Has community forestry in Central Africa been successful?
This article has been shared by The R&B Timbers Group from Forest News.
New research from CIFOR and FAO shows that participatory methods such as community forestry have received mixed reviews - and mixed success - in Central Africa. Forest management agents in the region are ambivalent about the effectiveness of the participatory method. Some feel that participatory management has the potential to contribute to sustainable forestry management in Central Africa, to create jobs in rural areas and to fight against poverty. Others feel that participatory management is too complex and ill-adapted to the residential populations' modes of action and traditions.
In one example, research conducted in Cameroon shows how community forestry is still far from reaching its targets despite the various types of support that the country has received from technical and financial partners. Factors found to prevent optimal results from community forestry operations include: unadapted regulations, complex administrative procedures for acquiring forest land and high exploitation costs.
A model for the future?
In community forestry, participatory management seeks to give village populations access to a forestry sector that has long been monopolized by multinationals, and in doing so restore equitable access to revenue. This model, called the 'community forestry model', in theory is meant to compensate for the shortcomings of industrial logging concessions with regard to participation and poverty eradication in rural areas, although there have been improvements in the development of communities neighboring forest concessions that are certified by the Forest Stewardship Council (FSC).
In its present form, the 'Cameroon model' of community forestry, which is being adopted in Democratic Republic of Congo, is not a profitable model for the local population and has become an avenue for fraudulent timber exploitation. Furthermore, the initial concept has been reoriented to ensure that it benefits the political and the administrative elite, who often pay the operating costs.
In terms of income or environment, it would appear that local populations are not benefiting much from community forestry operations.
Although communal forestry is still in its infancy with very little control over its potential, it is emerging as a model for the future in Central Africa, as part of a global development for rural entities and for sustainable forestry management, which is attracting the attention of technical and financial partners.
Says Raphaël Tsanga, one of the book's authors: "Communal forestry in Central Africa is an opportunity for forestry management that reconciles the development needs of local communities and the objective of sustainability of resources."
In the Central African context, decentralization of forestry management entails: (i) involving local participants in the equitable redistribution of forest-generated revenue; (ii) involving local and indigenous populations in the management of industrial concessions, and, (iii) transferring responsibility for the management of certain forestlands to local communities and decentralized entities.
On this subject, Tsanga says: "The notion of communal forestry is appealing, not only because of the related opportunities for local development, but even more so because the international economic setting and the sub-regional dynamics are amenable to global discourse on climate change and the potential role that the sub-state public entities can play in the implementation of processes such as REDD+."
Toward local forestry
The main challenge that communal forestry in Central Africa will have to face is the matter of legitimacy. There seems to be a clash between two incompatible approaches to the meaning of decentralized forestry management, namely a 'community-based' definition stemming from the local community, countered by a 'state-based' concept that is founded on decentralized territorial units.

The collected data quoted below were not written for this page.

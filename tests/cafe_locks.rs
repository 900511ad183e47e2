use std::time::Duration;

use cafe_hub_be::services::CafeLocks;
use uuid::Uuid;

#[tokio::test]
async fn test_same_cafe_is_serialized() {
    let locks = CafeLocks::new();
    let cafe = Uuid::new_v4();

    let guard = locks.acquire(cafe).await;

    let contender = {
        let locks = locks.clone();
        tokio::spawn(async move {
            let _guard = locks.acquire(cafe).await;
        })
    };

    tokio::time::sleep(Duration::from_millis(50)).await;
    assert!(!contender.is_finished());

    drop(guard);
    tokio::time::timeout(Duration::from_secs(1), contender)
        .await
        .expect("waiter should acquire once the guard drops")
        .unwrap();
}

#[tokio::test]
async fn test_different_cafes_do_not_block() {
    let locks = CafeLocks::new();
    let _held = locks.acquire(Uuid::new_v4()).await;

    let other = tokio::time::timeout(Duration::from_millis(200), locks.acquire(Uuid::new_v4())).await;
    assert!(other.is_ok());
}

The first option favors social forestry rooted in local mores, but without any major impact on the standard of living, or on the state of natural resources. Its financial added value is not clear. On the other hand, this scenario has strong political and symbolic value, since it formally recognizes the role of the community in the use and planned development of rural spaces.
In the second approach, rural zone development is part of a formal decentralization process that institutes a legal entity that is expected to stand for and implement the collective interest. Here, community forestry is seen as a link in this process, even if it means relegating local customary rules and institutions to second place.
Communal forestry has long been the 'poor cousin' of inclusive management in Central Africa, except in Cameroon. In other countries in the region, it is limited to being mentioned in legal and regulatory texts but is not implemented (Congo, CAR, Chad) or is expressed in a legal framework that is ill-adapted (Rwanda, Burundi) or inconsistent (DRC).
There are several factors that explain the limited effectiveness of communal forestry: (i) reforms to the forestry sector in Central Africa in the mid-1990s favored industrial concessions and community forests, (ii) the development of communal forests was never a fundamental challenge or stake for Central African states or for technical and financial partners, and, (iii) in countries like Cameroon where decisive experiments have been carried out, the relatively high cost of the forest acquisition process has prevented many decentralized territorial units from adopting this management system independently.
At the end of the day, communal forestry operations are carried out at different speeds, using different methods from country to country.